Friday, February 26, 2010

Last day--for 13 months

Sweeeeet. Just packing up my boxes, cleaning up e-mails and downloading photos at the office and I'm outta here. It's been a helluva ride these last few weeks with the endless doctor appointments (all out of town, of course!), my final publishing week (which, btw, went extraordinarly well all things considered) and training my replacement (which, not surprisingly, I did not receive until 10 days ago), but in a scant six hours, office life will all be over for me for 13 months.

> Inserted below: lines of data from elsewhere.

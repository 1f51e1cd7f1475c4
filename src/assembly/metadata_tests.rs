use super::*;
use tempfile::TempDir;

/// The ECMA standard public key
const ECMA_KEY: [u8; 16] = [0, 0, 0, 0, 0, 0, 0, 0, 4, 0, 0, 0, 0, 0, 0, 0];

/// A PE32 image with headers only: no sections and no CLI header
fn native_image() -> Vec<u8> {
    let mut image = vec![0u8; 0x40];
    image[0..2].copy_from_slice(b"MZ");
    image[0x3c..0x40].copy_from_slice(&0x40u32.to_le_bytes());

    image.extend_from_slice(b"PE\0\0");
    image.extend_from_slice(&0x014cu16.to_le_bytes()); // i386
    image.extend_from_slice(&0u16.to_le_bytes()); // sections
    image.extend_from_slice(&[0u8; 12]);
    image.extend_from_slice(&224u16.to_le_bytes()); // optional header size
    image.extend_from_slice(&0x0102u16.to_le_bytes());

    let mut optional = vec![0u8; 224];
    optional[0..2].copy_from_slice(&0x010bu16.to_le_bytes());
    optional[32..36].copy_from_slice(&0x1000u32.to_le_bytes()); // section alignment
    optional[36..40].copy_from_slice(&0x200u32.to_le_bytes()); // file alignment
    optional[56..60].copy_from_slice(&0x1000u32.to_le_bytes()); // image size
    optional[60..64].copy_from_slice(&0x200u32.to_le_bytes()); // headers size
    optional[92..96].copy_from_slice(&16u32.to_le_bytes()); // data directories
    image.extend_from_slice(&optional);
    image.resize(0x200, 0);
    image
}

#[test]
fn test_public_key_token_of_ecma_key() {
    assert_eq!(public_key_token(&ECMA_KEY), "b77a5c561934e089");
}

#[test]
fn test_unsigned_neutral_row() {
    let identity = identity_from_row("Foo", [1, 2, 3, 4567], None, None);
    assert_eq!(identity.name, "Foo");
    assert_eq!(identity.version, "1.2.3.4567");
    assert_eq!(identity.culture, None);
    assert_eq!(identity.public_key_token, None);
    assert_eq!(
        identity.full_name(),
        "Foo, Version=1.2.3.4567, Culture=neutral, PublicKeyToken=null"
    );
}

#[test]
fn test_signed_row_with_culture() {
    let identity = identity_from_row("Foo.resources", [4, 0, 0, 0], Some("de-DE"), Some(&ECMA_KEY));
    assert_eq!(
        identity.full_name(),
        "Foo.resources, Version=4.0.0.0, Culture=de-DE, PublicKeyToken=b77a5c561934e089"
    );
}

#[test]
fn test_empty_culture_and_key_are_neutral_and_unsigned() {
    let identity = identity_from_row("Foo", [1, 0, 0, 0], Some(""), Some(&[]));
    assert_eq!(identity.culture, None);
    assert_eq!(identity.public_key_token, None);
}

#[test]
fn test_non_pe_file_is_rejected() {
    let temp = TempDir::new().unwrap();
    let path = temp.path().join("FakeAssembly.dll");
    std::fs::write(&path, b"this is not an assembly").unwrap();
    assert!(read_identity(&path).is_err());

    assert!(matches!(
        read_identity(&temp.path().join("Missing.dll")),
        Err(MetadataError::Io { .. })
    ));
    assert!(identity_from_image(Vec::new()).is_err());
}

#[test]
fn test_native_image_has_no_identity() {
    assert!(identity_from_image(native_image()).is_err());
}

#[test]
fn test_truncated_image_is_rejected() {
    let mut image = native_image();
    image.truncate(0x50);
    assert!(identity_from_image(image).is_err());
}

I'll be able to put up my swollen ankles and rest my hiney on the couch where it belongs, while I wait for #2 to make her much-anticipated appearance. And, if my latest medical quirks are any indication, the arrival should be shortly. I have a feeling #2 is ready to join the world--and frankly, I'm just about ready to greet her.

Promise to post some steak and potatoes soon. I'll even add some virtual gravy to the meal, as I have some new pics that I can't wait to share! Keep the faith, readers.

Monday, February 8, 2010

Lens is back!

Yeah!!! It's back. It's fixed, it's clean, it's slightly less stiff. It cost me $113....but, oh how the world is right again.

Friday, February 5, 2010

Gestational diabetes = swag

So, if you have been following the comments, you’d know that I have been diagnosed with borderline gestational diabetes—a condition that lasts only until the minute I give birth. Luckily, it does not transfer over to the child and is generally controllable through diet alone—or so I thought.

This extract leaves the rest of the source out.